Asserting that the Japs still hold 25,000 American nationals in prison camps, Mr. Hoyt said he did not agree with “some of our leaders” who withheld publication of the fate of Bataan prisoners for fear of retaliation against the “unfortunate hostages” still remaining in Jap hands.
Cleared by censors
The article, to be published next week in The American Magazine, censures military authorities for holding up the release of much vital war news usually on the contention that secrecy is necessary for “reasons of security.” The account was cleared by the Office of Censorship, headed by Byron Price, which he said has taken a “common-sense” attitude.
Mr. Hoyt’s account was released only a few hours after the joint War and Navy Department announced that 7,700 Americans had been tortured and murdered in Jap atrocities.
Crushed by trucks
Mr. Hoyt wrote:
We haven’t known for two years that the Japanese brutally murdered most of the 50,000 prisoners taken at Bataan. They marched them through deadly heat without water, although they had thousands of available vehicles. And they crushed the thousands of men who did not die from exhaustion and thirst by running trucks though their columns.
Mr.
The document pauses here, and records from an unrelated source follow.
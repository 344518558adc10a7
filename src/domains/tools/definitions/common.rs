//! Common utilities shared across the Cloudflare tools.
//!
//! Argument validation, result constructors and the text rendering helpers
//! used by several tools.

use chrono::{DateTime, Utc};
use rmcp::model::{CallToolResult, Content, JsonObject};
use serde::de::{DeserializeOwned, Error as _};
use serde::{Deserialize, Deserializer, Serialize};
use serde_json::Value;
use tracing::warn;

use crate::domains::cloudflare::DnsRecord;
use crate::domains::tools::ToolError;

/// TTL value Cloudflare uses for "automatic".
pub const AUTO_TTL: u32 = 1;

/// Check required string parameters, then decode the full argument object.
pub fn parse_params<P: DeserializeOwned>(
    arguments: JsonObject,
    required: &[&str],
) -> Result<P, ToolError> {
    for field in required {
        let present = arguments
            .get(*field)
            .and_then(Value::as_str)
            .is_some_and(|s| !s.is_empty());
        if !present {
            return Err(ToolError::invalid_arguments(format!(
                "{} parameter must be a string",
                field
            )));
        }
    }

    serde_json::from_value(Value::Object(arguments))
        .map_err(|e| ToolError::invalid_arguments(format!("Invalid arguments: {}", e)))
}

/// Deserialize an optional whole number that may arrive as a JSON float.
///
/// `300` and `300.0` both decode to `300`; fractions, negatives and values
/// out of range for `T` are rejected.
pub fn whole_number<'de, D, T>(deserializer: D) -> Result<Option<T>, D::Error>
where
    D: Deserializer<'de>,
    T: TryFrom<u64>,
{
    let Some(value) = Option::<f64>::deserialize(deserializer)? else {
        return Ok(None);
    };

    if value < 0.0 || value.fract() != 0.0 {
        return Err(D::Error::custom(format!(
            "expected a non-negative whole number, got {}",
            value
        )));
    }

    T::try_from(value as u64)
        .map(Some)
        .map_err(|_| D::Error::custom(format!("{} is out of range", value)))
}

/// Create an error result with a formatted message.
pub fn error_result(message: &str) -> CallToolResult {
    warn!("{}", message);
    CallToolResult::error(vec![Content::text(message.to_string())])
}

/// Create a success result with text content.
pub fn success_result(content: String) -> CallToolResult {
    CallToolResult::success(vec![Content::text(content)])
}

/// Create a success result with a text summary plus structured content.
pub fn structured_result<T: Serialize>(summary: String, data: &T) -> CallToolResult {
    let mut result = success_result(summary);
    match serde_json::to_value(data) {
        Ok(value) => result.structured_content = Some(value),
        Err(e) => warn!("Could not attach structured content: {}", e),
    }
    result
}

/// Render a TTL, showing the automatic sentinel as `Auto`.
pub fn format_ttl(ttl: u32) -> String {
    if ttl == AUTO_TTL {
        "Auto".to_string()
    } else {
        ttl.to_string()
    }
}

pub fn yes_no(flag: bool) -> &'static str {
    if flag { "Yes" } else { "No" }
}

/// Format an RFC 3339 timestamp for display; unparseable input is returned as is.
pub fn format_timestamp(raw: &str) -> String {
    match DateTime::parse_from_rfc3339(raw) {
        Ok(dt) => dt
            .with_timezone(&Utc)
            .format("%Y-%m-%d %H:%M:%S UTC")
            .to_string(),
        Err(_) => raw.to_string(),
    }
}

/// Field summary shared by the single-record tools.
///
/// Priority and comment only appear when set to a non-empty value.
pub fn record_summary(record: &DnsRecord) -> String {
    let mut lines = vec![
        format!("Name: {}", record.name),
        format!("Type: {}", record.record_type),
        format!("Content: {}", record.content),
        format!("TTL: {}", format_ttl(record.ttl)),
        format!("Proxied: {}", yes_no(record.proxied)),
        format!("Record ID: {}", record.id),
    ];

    if let Some(priority) = record.priority.filter(|p| *p != 0) {
        lines.push(format!("Priority: {}", priority));
    }
    if let Some(comment) = record.comment.as_deref().filter(|c| !c.is_empty()) {
        lines.push(format!("Comment: {}", comment));
    }

    lines.join("\n")
}

#[cfg(test)]
pub(crate) mod test_support {
    //! Helpers for tool tests.

    use std::sync::Arc;

    use rmcp::model::{CallToolResult, JsonObject, RawContent};
    use serde_json::{Value, json};

    use crate::domains::cloudflare::http::testing::RecordingExecutor;
    use crate::domains::cloudflare::{CF_API_BASE, CloudflareClient};

    pub fn client(executor: &Arc<RecordingExecutor>, zone: Option<&str>) -> CloudflareClient {
        CloudflareClient::new(
            "test-token",
            zone.map(String::from),
            CF_API_BASE,
            executor.clone(),
        )
        .unwrap()
    }

    pub fn args(value: Value) -> JsonObject {
        match value {
            Value::Object(map) => map,
            _ => panic!("Expected a JSON object"),
        }
    }

    pub fn text(result: &CallToolResult) -> &str {
        match &result.content[0].raw {
            RawContent::Text(text) => &text.text,
            _ => panic!("Expected text content"),
        }
    }

    pub fn is_error(result: &CallToolResult) -> bool {
        result.is_error.unwrap_or(false)
    }

    pub fn record_json() -> Value {
        json!({
            "id": "rec123",
            "zone_id": "zone123",
            "zone_name": "example.com",
            "name": "www.example.com",
            "type": "A",
            "content": "203.0.113.5",
            "proxiable": true,
            "proxied": false,
            "ttl": 1,
            "created_on": "2024-05-01T10:00:00.000000Z",
            "modified_on": "2024-05-02T11:30:00.000000Z"
        })
    }

    pub fn failure(messages: &[&str]) -> Value {
        let errors: Vec<Value> = messages
            .iter()
            .map(|m| json!({ "code": 1000, "message": m }))
            .collect();
        json!({ "success": false, "errors": errors, "messages": [], "result": null })
    }
}
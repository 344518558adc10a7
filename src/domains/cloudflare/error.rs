//! Cloudflare client error types.

use thiserror::Error;

/// Result type for Cloudflare client operations.
pub type CloudflareResult<T> = Result<T, CloudflareError>;

/// Errors that can occur while talking to the Cloudflare API.
#[derive(Debug, Error)]
pub enum CloudflareError {
    /// The client was constructed without an API token.
    #[error(
        "Cloudflare API token is required. Set the CLOUDFLARE_API_TOKEN environment variable."
    )]
    MissingToken,

    /// No zone id was passed and no default zone is configured.
    #[error("Zone ID is required. Provide it in the method call or set it in the config.")]
    MissingZoneId,

    /// A zone or record id that cannot be used as a single path segment.
    #[error("Invalid identifier: {0:?}")]
    InvalidId(String),

    /// The API answered with `success: false`.
    #[error("Cloudflare API Error: {0}")]
    Api(String),

    /// The request never produced a readable response.
    #[error("Network error: {0}")]
    Network(String),

    /// The response body was not the expected envelope or result shape.
    #[error("Invalid response from Cloudflare API: {0}")]
    InvalidResponse(String),

    /// The request body could not be encoded.
    #[error("Failed to encode request: {0}")]
    Encode(String),
}

impl CloudflareError {
    /// Create an API error from the messages of a failure envelope.
    ///
    /// Messages are joined with `", "`; an empty list yields `Unknown error`.
    pub fn from_messages<I, S>(messages: I) -> Self
    where
        I: IntoIterator<Item = S>,
        S: AsRef<str>,
    {
        let messages: Vec<String> = messages
            .into_iter()
            .map(|m| m.as_ref().to_string())
            .collect();

        if messages.is_empty() {
            Self::Api("Unknown error".to_string())
        } else {
            Self::Api(messages.join(", "))
        }
    }

    /// Create a network error.
    pub fn network(msg: impl Into<String>) -> Self {
        Self::Network(msg.into())
    }

    /// Create an invalid response error.
    pub fn invalid_response(msg: impl Into<String>) -> Self {
        Self::InvalidResponse(msg.into())
    }
}

impl From<reqwest::Error> for CloudflareError {
    fn from(err: reqwest::Error) -> Self {
        Self::Network(err.to_string())
    }
}

#[cfg(test)]
mod tests {
    use super::*;

    #[test]
    fn test_from_messages_joins_with_comma() {
        let err = CloudflareError::from_messages(["Invalid zone", "Bad token"]);
        assert_eq!(
            err.to_string(),
            "Cloudflare API Error: Invalid zone, Bad token"
        );
    }

    #[test]
    fn test_from_messages_empty_falls_back() {
        let err = CloudflareError::from_messages(Vec::<String>::new());
        assert_eq!(err.to_string(), "Cloudflare API Error: Unknown error");
    }
}
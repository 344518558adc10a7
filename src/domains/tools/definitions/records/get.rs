//! Get DNS record tool definition.

use rmcp::model::CallToolResult;
use schemars::JsonSchema;
use serde::Deserialize;
use tracing::instrument;

use crate::domains::cloudflare::CloudflareClient;
use crate::domains::tools::definitions::common::{
    format_timestamp, record_summary, structured_result,
};
use crate::domains::tools::{DnsTool, ToolError};

/// Parameters for the get DNS record tool.
#[derive(Debug, Clone, Deserialize, JsonSchema)]
#[serde(rename_all = "camelCase")]
pub struct GetDnsRecordParams {
    /// DNS record ID to fetch
    pub record_id: String,

    /// Zone ID (optional if set in config)
    pub zone_id: Option<String>,
}

/// Get DNS record tool.
pub struct GetDnsRecordTool;

#[async_trait::async_trait]
impl DnsTool for GetDnsRecordTool {
    const NAME: &'static str = "cloudflare_get_dns_record";
    const DESCRIPTION: &'static str = "Get details for a specific DNS record";
    const ACTION: &'static str = "getting DNS record";
    const REQUIRED: &'static [&'static str] = &["recordId"];

    type Params = GetDnsRecordParams;

    #[instrument(skip_all, fields(record_id = %params.record_id))]
    async fn run(
        client: &CloudflareClient,
        params: GetDnsRecordParams,
    ) -> Result<CallToolResult, ToolError> {
        let record = client
            .get_dns_record(&params.record_id, params.zone_id.as_deref())
            .await?;

        let mut summary = format!("DNS record details:\n\n{}", record_summary(&record));
        if let Some(zone_name) = record.zone_name.as_deref() {
            summary.push_str(&format!("\nZone: {}", zone_name));
        }
        summary.push_str(&format!(
            "\nCreated: {}\nModified: {}",
            format_timestamp(&record.created_on),
            format_timestamp(&record.modified_on)
        ));

        Ok(structured_result(summary, &record))
    }
}

#[cfg(test)]
mod tests {
    use super::*;
    use crate::domains::cloudflare::http::testing::RecordingExecutor;
    use crate::domains::tools::definitions::common::test_support::{
        args, client, is_error, record_json, text,
    };
    use crate::domains::tools::execute;
    use serde_json::json;
    use std::sync::Arc;

    #[tokio::test]
    async fn test_get_record_renders_details() {
        let executor = Arc::new(RecordingExecutor::success(record_json()));
        let client = client(&executor, None);

        let result = execute::<GetDnsRecordTool>(
            &client,
            args(json!({ "recordId": "rec123", "zoneId": "zone123" })),
        )
        .await;

        assert!(!is_error(&result));
        let text = text(&result);
        assert!(text.contains("Name: www.example.com"));
        assert!(text.contains("Zone: example.com"));
        assert!(text.contains("Created: 2024-05-01 10:00:00 UTC"));
        assert!(text.contains("Modified: 2024-05-02 11:30:00 UTC"));
        assert!(executor.requests()[0]
            .url
            .ends_with("/zones/zone123/dns_records/rec123"));
    }

    #[tokio::test]
    async fn test_get_record_requires_record_id() {
        let executor = Arc::new(RecordingExecutor::new());
        let client = client(&executor, Some("zone123"));

        let result = execute::<GetDnsRecordTool>(&client, args(json!({ "recordId": true }))).await;

        assert!(is_error(&result));
        assert_eq!(
            text(&result),
            "Error getting DNS record: recordId parameter must be a string"
        );
        assert_eq!(executor.request_count(), 0);
    }
}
Hoyt revealed that military authorities last December withheld for two weeks the story of the attack of German bombers on the Italian port of Bari, in which 17 allied ships were sunk and 1,000 men were killed or wounded.
Danger withheld
Mr. Hoyt continued:
When the Aleutians were seized by the Japanese, there was no hint of the awful danger of our position. Much of our military and naval activities in those regions had to remain military secrets but there could have been no justification for completely drawing the curtain.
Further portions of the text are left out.